__Dataset excerpts__:
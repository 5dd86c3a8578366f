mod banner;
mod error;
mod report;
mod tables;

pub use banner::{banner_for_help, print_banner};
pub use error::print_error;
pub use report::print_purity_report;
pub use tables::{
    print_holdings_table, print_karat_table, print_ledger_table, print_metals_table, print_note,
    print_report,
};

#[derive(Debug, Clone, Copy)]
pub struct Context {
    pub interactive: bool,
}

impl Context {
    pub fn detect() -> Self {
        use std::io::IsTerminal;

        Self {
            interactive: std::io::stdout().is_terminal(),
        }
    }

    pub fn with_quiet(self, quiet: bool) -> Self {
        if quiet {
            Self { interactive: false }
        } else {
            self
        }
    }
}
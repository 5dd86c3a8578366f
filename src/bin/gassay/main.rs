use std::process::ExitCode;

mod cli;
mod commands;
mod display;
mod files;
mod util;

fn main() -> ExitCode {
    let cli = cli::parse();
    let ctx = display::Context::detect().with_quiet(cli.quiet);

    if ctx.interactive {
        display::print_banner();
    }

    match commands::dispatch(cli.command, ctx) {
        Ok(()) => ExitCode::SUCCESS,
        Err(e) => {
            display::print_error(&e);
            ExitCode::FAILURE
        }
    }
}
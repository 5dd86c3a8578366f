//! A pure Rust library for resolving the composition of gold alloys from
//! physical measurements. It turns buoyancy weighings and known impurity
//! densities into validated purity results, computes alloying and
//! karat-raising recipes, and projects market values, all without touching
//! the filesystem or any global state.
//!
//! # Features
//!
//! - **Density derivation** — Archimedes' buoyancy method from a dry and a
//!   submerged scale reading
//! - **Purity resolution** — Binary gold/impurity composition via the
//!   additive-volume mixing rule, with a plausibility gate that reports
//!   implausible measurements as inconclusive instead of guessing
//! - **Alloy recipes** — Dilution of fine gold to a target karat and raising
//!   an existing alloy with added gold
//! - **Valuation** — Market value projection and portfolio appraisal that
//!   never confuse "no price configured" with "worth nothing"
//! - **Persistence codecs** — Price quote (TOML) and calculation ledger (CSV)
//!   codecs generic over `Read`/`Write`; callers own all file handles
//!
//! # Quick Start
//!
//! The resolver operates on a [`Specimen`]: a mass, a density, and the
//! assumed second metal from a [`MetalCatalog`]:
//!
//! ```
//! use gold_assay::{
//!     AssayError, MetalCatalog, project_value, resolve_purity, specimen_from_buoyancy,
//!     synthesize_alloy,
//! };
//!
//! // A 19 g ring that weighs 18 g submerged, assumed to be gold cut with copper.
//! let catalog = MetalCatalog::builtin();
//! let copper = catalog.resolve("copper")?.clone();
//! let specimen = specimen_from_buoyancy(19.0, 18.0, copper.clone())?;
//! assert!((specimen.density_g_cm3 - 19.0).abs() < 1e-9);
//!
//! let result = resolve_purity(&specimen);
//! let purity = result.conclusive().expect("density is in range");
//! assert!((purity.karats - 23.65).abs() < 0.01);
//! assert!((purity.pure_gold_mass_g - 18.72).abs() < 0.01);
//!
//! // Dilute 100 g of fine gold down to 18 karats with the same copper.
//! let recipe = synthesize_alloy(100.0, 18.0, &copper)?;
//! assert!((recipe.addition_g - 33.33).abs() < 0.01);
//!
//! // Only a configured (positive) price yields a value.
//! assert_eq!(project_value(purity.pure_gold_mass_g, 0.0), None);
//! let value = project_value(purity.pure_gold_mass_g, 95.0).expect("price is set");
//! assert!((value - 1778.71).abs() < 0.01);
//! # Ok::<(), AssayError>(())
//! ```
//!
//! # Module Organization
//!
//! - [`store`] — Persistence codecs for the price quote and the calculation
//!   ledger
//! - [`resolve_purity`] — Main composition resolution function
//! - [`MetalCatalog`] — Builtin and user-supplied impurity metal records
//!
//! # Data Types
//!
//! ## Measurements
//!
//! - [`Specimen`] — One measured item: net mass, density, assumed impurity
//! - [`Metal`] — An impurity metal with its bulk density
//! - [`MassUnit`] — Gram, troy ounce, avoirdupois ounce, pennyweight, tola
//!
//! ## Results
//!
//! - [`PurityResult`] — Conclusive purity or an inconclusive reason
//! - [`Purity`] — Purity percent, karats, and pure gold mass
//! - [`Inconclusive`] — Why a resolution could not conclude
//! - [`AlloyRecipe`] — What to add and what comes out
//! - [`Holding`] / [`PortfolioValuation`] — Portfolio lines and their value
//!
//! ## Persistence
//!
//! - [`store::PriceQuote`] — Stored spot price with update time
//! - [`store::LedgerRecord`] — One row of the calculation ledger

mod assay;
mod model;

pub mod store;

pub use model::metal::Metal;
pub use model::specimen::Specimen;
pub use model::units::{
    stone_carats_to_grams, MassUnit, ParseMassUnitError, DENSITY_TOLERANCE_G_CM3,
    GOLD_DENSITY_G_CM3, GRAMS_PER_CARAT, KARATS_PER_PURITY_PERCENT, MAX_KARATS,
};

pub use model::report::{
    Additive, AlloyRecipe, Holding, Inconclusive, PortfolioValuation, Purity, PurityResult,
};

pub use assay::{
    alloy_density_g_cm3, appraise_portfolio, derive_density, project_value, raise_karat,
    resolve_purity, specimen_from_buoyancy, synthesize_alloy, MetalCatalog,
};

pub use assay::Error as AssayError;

==

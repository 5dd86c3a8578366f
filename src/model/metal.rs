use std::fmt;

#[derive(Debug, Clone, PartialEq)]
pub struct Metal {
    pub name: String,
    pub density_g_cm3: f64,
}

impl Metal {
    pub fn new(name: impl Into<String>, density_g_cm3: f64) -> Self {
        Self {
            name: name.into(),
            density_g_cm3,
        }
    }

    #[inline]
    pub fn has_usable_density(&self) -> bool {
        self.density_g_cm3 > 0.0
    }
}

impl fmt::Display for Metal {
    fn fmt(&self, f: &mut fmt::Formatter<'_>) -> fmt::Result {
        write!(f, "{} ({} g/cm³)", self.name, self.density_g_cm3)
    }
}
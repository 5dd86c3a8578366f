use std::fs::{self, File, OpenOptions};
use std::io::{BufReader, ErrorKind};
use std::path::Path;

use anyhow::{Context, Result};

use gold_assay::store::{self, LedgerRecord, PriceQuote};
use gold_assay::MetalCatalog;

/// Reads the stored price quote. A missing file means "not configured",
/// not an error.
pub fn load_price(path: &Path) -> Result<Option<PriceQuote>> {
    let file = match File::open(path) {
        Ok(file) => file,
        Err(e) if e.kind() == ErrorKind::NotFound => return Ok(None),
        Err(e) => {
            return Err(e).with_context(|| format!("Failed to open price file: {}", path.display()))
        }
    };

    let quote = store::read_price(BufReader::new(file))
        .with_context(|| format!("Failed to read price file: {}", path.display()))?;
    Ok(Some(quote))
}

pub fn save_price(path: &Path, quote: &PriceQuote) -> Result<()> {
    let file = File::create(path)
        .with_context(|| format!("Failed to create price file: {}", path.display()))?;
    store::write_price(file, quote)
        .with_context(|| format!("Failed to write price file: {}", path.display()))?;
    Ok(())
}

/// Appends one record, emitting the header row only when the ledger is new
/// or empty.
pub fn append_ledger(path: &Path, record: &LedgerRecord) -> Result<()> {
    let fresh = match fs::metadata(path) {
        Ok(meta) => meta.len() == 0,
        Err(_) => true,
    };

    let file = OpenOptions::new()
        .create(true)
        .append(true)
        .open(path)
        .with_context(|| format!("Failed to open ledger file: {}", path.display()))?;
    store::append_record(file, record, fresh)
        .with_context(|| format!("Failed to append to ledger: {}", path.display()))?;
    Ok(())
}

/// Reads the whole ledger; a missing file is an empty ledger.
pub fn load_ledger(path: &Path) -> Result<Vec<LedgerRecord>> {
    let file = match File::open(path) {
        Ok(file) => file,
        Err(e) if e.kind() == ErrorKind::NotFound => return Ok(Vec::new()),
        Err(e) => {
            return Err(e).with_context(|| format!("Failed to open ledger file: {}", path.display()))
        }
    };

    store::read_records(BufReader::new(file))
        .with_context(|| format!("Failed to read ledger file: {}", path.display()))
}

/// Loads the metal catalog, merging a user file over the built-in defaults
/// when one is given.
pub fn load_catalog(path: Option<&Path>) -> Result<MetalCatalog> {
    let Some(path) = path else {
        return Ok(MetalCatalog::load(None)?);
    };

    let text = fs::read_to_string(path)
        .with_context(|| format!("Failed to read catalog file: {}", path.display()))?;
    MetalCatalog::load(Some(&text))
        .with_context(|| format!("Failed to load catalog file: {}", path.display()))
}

__What you should do__:
Could you transcribe the entries above word for word, from the line with "what comes out" down to the line with "pub use assay::Error as AssayError;", keeping both?

__Solution to this exercise__:
//! - [`AlloyRecipe`] — What to add and what comes out
//! - [`Holding`] / [`PortfolioValuation`] — Portfolio lines and their value
//!
//! ## Persistence
//!
//! - [`store::PriceQuote`] — Stored spot price with update time
//! - [`store::LedgerRecord`] — One row of the calculation ledger

mod assay;
mod model;

pub mod store;

pub use model::metal::Metal;
pub use model::specimen::Specimen;
pub use model::units::{
    stone_carats_to_grams, MassUnit, ParseMassUnitError, DENSITY_TOLERANCE_G_CM3,
    GOLD_DENSITY_G_CM3, GRAMS_PER_CARAT, KARATS_PER_PURITY_PERCENT, MAX_KARATS,
};

pub use model::report::{
    Additive, AlloyRecipe, Holding, Inconclusive, PortfolioValuation, Purity, PurityResult,
};

pub use assay::{
    alloy_density_g_cm3, appraise_portfolio, derive_density, project_value, raise_karat,
    resolve_purity, specimen_from_buoyancy, synthesize_alloy, MetalCatalog,
};

pub use assay::Error as AssayError;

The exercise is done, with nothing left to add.